Three Scientists Get Nobel Prize in Physics

Three scientists have been awarded the Nobel Prize in physics for independent research over the course of half a century that has brought new understanding to the behaviour of tiny particles that make up the foundation of matter in the universe.

American researcher John Clauser, French scientist Alain Aspect of the University of Paris, and Austrian scientist Anton Zeilinger of the University of Vienna received the award Tuesday for independent studies on the interaction of particles such as photons and electrons. The Nobel Committee for Physics credited each with opening new possibilities in the field of quantum mechanics during an announcement at the Royal Swedish Academy of Sciences in Stockholm, Sweden.

The committee said the research holds broad implications in the fields of quantum computing and digital information security, which is seen as a “vibrant and rapidly developing field,” said Eva Olsson, a member of the committee.

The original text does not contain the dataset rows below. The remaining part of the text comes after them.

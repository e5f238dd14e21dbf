use image::{Rgba, RgbaImage};
use serde::Serialize;

/// Opaque 8-bit sRGB color.
#[derive(Clone, Copy, Debug, Default, PartialEq, Eq, Hash, Serialize)]
pub struct Rgb8 {
    pub r: u8,
    pub g: u8,
    pub b: u8,
}

impl Rgb8 {
    pub const BLACK: Self = Self::new(0, 0, 0);
    pub const WHITE: Self = Self::new(255, 255, 255);

    pub const fn new(r: u8, g: u8, b: u8) -> Self {
        Self { r, g, b }
    }

    /// Parse `#RRGGBB`, `RRGGBB` or the `#RGB` shorthand (case-insensitive).
    pub fn from_hex(s: &str) -> Option<Self> {
        let s = s.trim();
        let s = s.strip_prefix('#').unwrap_or(s);
        if !s.is_ascii() {
            return None;
        }

        fn hex_byte(pair: &str) -> Option<u8> {
            u8::from_str_radix(pair, 16).ok()
        }

        match s.len() {
            6 => Some(Self::new(
                hex_byte(&s[0..2])?,
                hex_byte(&s[2..4])?,
                hex_byte(&s[4..6])?,
            )),
            3 => {
                let nibble = |i: usize| hex_byte(&s[i..i + 1]).map(|v| v * 17);
                Some(Self::new(nibble(0)?, nibble(1)?, nibble(2)?))
            }
            _ => None,
        }
    }

    pub fn to_hex(self) -> String {
        format!("#{:02X}{:02X}{:02X}", self.r, self.g, self.b)
    }

    pub fn to_array(self) -> [u8; 3] {
        [self.r, self.g, self.b]
    }

    pub fn with_alpha(self, a: u8) -> Rgba<u8> {
        Rgba([self.r, self.g, self.b, a])
    }
}

/// Clamp that also maps NaN to `lo`.
pub fn clamp_f32(v: f32, lo: f32, hi: f32) -> f32 {
    if v.is_nan() { lo } else { v.clamp(lo, hi) }
}

/// Fill every pixel of `logo` with `color`, keeping the alpha channel untouched.
///
/// Fully transparent pixels keep their alpha of zero, so no box or backdrop appears around the
/// logo shape.
pub fn solid_tint(logo: &RgbaImage, color: Rgb8) -> RgbaImage {
    let mut out = logo.clone();
    for px in out.pixels_mut() {
        let a = px[3];
        *px = color.with_alpha(a);
    }
    out
}

/// Area-average of an RGB(A) buffer down to a single pixel. Alpha is ignored.
pub fn average_color(img: &image::DynamicImage) -> Rgb8 {
    let rgb = img.to_rgb8();
    let n = u64::from(rgb.width()) * u64::from(rgb.height());
    if n == 0 {
        return Rgb8::BLACK;
    }

    let mut sum = [0u64; 3];
    for row in rgb.as_raw().chunks_exact(3) {
        sum[0] += u64::from(row[0]);
        sum[1] += u64::from(row[1]);
        sum[2] += u64::from(row[2]);
    }
    let avg = |s: u64| ((s + n / 2) / n).min(255) as u8;
    Rgb8::new(avg(sum[0]), avg(sum[1]), avg(sum[2]))
}

#[cfg(test)]
#[path = "../../tests/unit/foundation/color.rs"]
mod tests;
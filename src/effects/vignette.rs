use image::imageops::{self, FilterType};
use image::{GrayImage, RgbImage};

use crate::effects::blur::blur_gray8;
use crate::foundation::color::{Rgb8, clamp_f32};
use crate::foundation::error::PosterResult;
use crate::foundation::pixel::blend_toward_masked;

/// Number of concentric rings accumulated into the mask.
const RINGS: u32 = 60;
/// Softening blur applied to the ring mask, in full-resolution pixels.
const BLUR_SIGMA_PX: f32 = 90.0;
/// The ring mask is built and blurred at this reduction, then scaled back up.
const MASK_DOWNSCALE: u32 = 8;

/// Build the full-resolution vignette mask: 0 at the center, rising ring by ring towards
/// `255 × strength` at the corners, softened by a Gaussian blur.
pub fn vignette_mask(width: u32, height: u32, strength: f32) -> PosterResult<GrayImage> {
    let strength = clamp_f32(strength, 0.0, 1.0);
    let mw = width.div_ceil(MASK_DOWNSCALE).max(1);
    let mh = height.div_ceil(MASK_DOWNSCALE).max(1);

    let cx = mw as f32 / 2.0;
    let cy = mh as f32 / 2.0;
    let max_r = (cx * cx + cy * cy).sqrt().max(1.0);
    let ring_alpha: Vec<u8> = (0..=RINGS)
        .map(|i| (255.0 * strength * i as f32 / RINGS as f32) as u8)
        .collect();

    let mut rings = vec![0u8; (mw as usize) * (mh as usize)];
    for (y, row) in rings.chunks_exact_mut(mw as usize).enumerate() {
        let dy = y as f32 + 0.5 - cy;
        for (x, m) in row.iter_mut().enumerate() {
            let dx = x as f32 + 0.5 - cx;
            let d = (dx * dx + dy * dy).sqrt() / max_r;
            let ring = ((d * RINGS as f32) as u32).min(RINGS);
            *m = ring_alpha[ring as usize];
        }
    }

    let blurred = blur_gray8(&rings, mw, mh, BLUR_SIGMA_PX / MASK_DOWNSCALE as f32)?;
    let small = GrayImage::from_raw(mw, mh, blurred)
        .unwrap_or_else(|| GrayImage::new(mw, mh));
    Ok(imageops::resize(&small, width, height, FilterType::Triangle))
}

/// Radial darkening toward the edges. A strength of zero returns the input untouched.
pub fn apply_vignette(img: RgbImage, strength: f32) -> PosterResult<RgbImage> {
    if strength.is_nan() || strength <= 0.0 {
        return Ok(img);
    }
    tracing::debug!(strength, "apply vignette");

    let mut img = img;
    let mask = vignette_mask(img.width(), img.height(), strength)?;
    blend_toward_masked(&mut img, Rgb8::BLACK, mask.as_raw())?;
    Ok(img)
}

#[cfg(test)]
#[path = "../../tests/unit/effects/vignette.rs"]
mod tests;
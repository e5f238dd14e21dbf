use image::Rgb;

use super::*;

#[test]
fn over_opacity_0_is_noop() {
    let dst = [1, 2, 3, 4];
    let src = [200, 200, 200, 200];
    assert_eq!(over(dst, src, 0.0), dst);
}

#[test]
fn over_src_alpha_0_is_noop() {
    let dst = [10, 20, 30, 40];
    let src = [255, 255, 255, 0];
    assert_eq!(over(dst, src, 1.0), dst);
}

#[test]
fn over_src_opaque_replaces_dst() {
    let dst = [0, 0, 0, 255];
    let src = [255, 0, 0, 255];
    assert_eq!(over(dst, src, 1.0), src);
}

#[test]
fn premultiply_roundtrip_is_stable_for_opaque_and_clear() {
    let mut px = vec![10, 20, 30, 255, 90, 80, 70, 0];
    premultiply_rgba8_in_place(&mut px);
    assert_eq!(px, vec![10, 20, 30, 255, 0, 0, 0, 0]);
    unpremultiply_rgba8_in_place(&mut px);
    assert_eq!(px, vec![10, 20, 30, 255, 0, 0, 0, 0]);
}

#[test]
fn unpremultiply_half_alpha_restores_color() {
    let mut px = vec![64, 0, 128, 128];
    unpremultiply_rgba8_in_place(&mut px);
    assert_eq!(px, vec![128, 0, 255, 128]);
}

#[test]
fn composite_onto_rgb_clips_offscreen_layer() {
    let mut canvas = RgbImage::from_pixel(4, 4, Rgb([0, 0, 0]));
    let mut layer = PremulLayer::transparent(-1, 2, 3, 4);
    for px in layer.data.chunks_exact_mut(4) {
        px.copy_from_slice(&[255, 255, 255, 255]);
    }

    composite_onto_rgb(&mut canvas, &layer);

    assert_eq!(canvas.get_pixel(0, 2), &Rgb([255, 255, 255]));
    assert_eq!(canvas.get_pixel(1, 3), &Rgb([255, 255, 255]));
    assert_eq!(canvas.get_pixel(2, 2), &Rgb([0, 0, 0]));
    assert_eq!(canvas.get_pixel(0, 1), &Rgb([0, 0, 0]));
}

#[test]
fn composite_onto_rgb_blends_half_alpha() {
    let mut canvas = RgbImage::from_pixel(1, 1, Rgb([0, 0, 200]));
    let mut layer = PremulLayer::transparent(0, 0, 1, 1);
    layer.data.copy_from_slice(&[128, 0, 0, 128]);

    composite_onto_rgb(&mut canvas, &layer);

    let px = canvas.get_pixel(0, 0);
    assert_eq!(px[0], 128);
    assert_eq!(px[1], 0);
    assert!((px[2] as i32 - 99).abs() <= 1);
}

#[test]
fn draw_over_respects_layer_origins() {
    let mut dst = PremulLayer::transparent(10, 10, 2, 2);
    let mut src = PremulLayer::transparent(11, 11, 2, 2);
    src.data.fill(255);

    dst.draw_over(&src);

    assert_eq!(&dst.data[0..4], &[0, 0, 0, 0]);
    assert_eq!(&dst.data[12..16], &[255, 255, 255, 255]);
}

#[test]
fn blend_toward_masked_rejects_wrong_mask_len() {
    let mut img = RgbImage::new(2, 2);
    assert!(blend_toward_masked(&mut img, Rgb8::BLACK, &[0u8; 3]).is_err());
}

#[test]
fn blend_toward_masked_full_mask_replaces() {
    let mut img = RgbImage::from_pixel(2, 1, Rgb([100, 150, 200]));
    blend_toward_masked(&mut img, Rgb8::BLACK, &[255, 0]).unwrap();
    assert_eq!(img.get_pixel(0, 0), &Rgb([0, 0, 0]));
    assert_eq!(img.get_pixel(1, 0), &Rgb([100, 150, 200]));
}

“Its predictions have opened doors to another world, and it has also shaken the very foundation of how we interpret measurements.”

The research continues the vision of John Stewart Bell, a 1960s-era physicist who theorized that particles could work synchronously even if communication is cut off by distance — a process known as quantum entanglement.

Particles exist in pairs which have the ability to exist in multiple places simultaneously, according to quantum theory. They do not take on formal properties and are invisible to the naked eye, with scientists using special machines that bombard them with energy to redirect their movements and adjust their acceleration enough to be observable.

In this case, the scientists took measurements that for the first time showed mirroring between the pairings after the particles became separated.

The “groundbreaking experiments [utilized] entangled quantum states, where two particles behave like a single unit even when they are separated,” the committee said in a statement.

Clauser first studied Bell’s hypothesis in 1972 while conducting experiments at Lawrence Berkeley National Laboratory in California.

To test quantum entanglement, he fired photons in opposite directions and then measured the behavior of the particles, which showed replicated movements between them.

Aspect next led a team that took up the research throughout the 1980s, followed by Zeilinger who studied entanglement in the late 1990s.

Each year in October, the Nobel committees in Sweden and Norway announce the Nobel laureates for contributions in the fields of physics, literature and peace efforts

On Monday, Swedish scientist Svante Paabo was awarded the Nobel Prize in Medicine for his research that proved a genetic link between humans and ancient Neanderthals.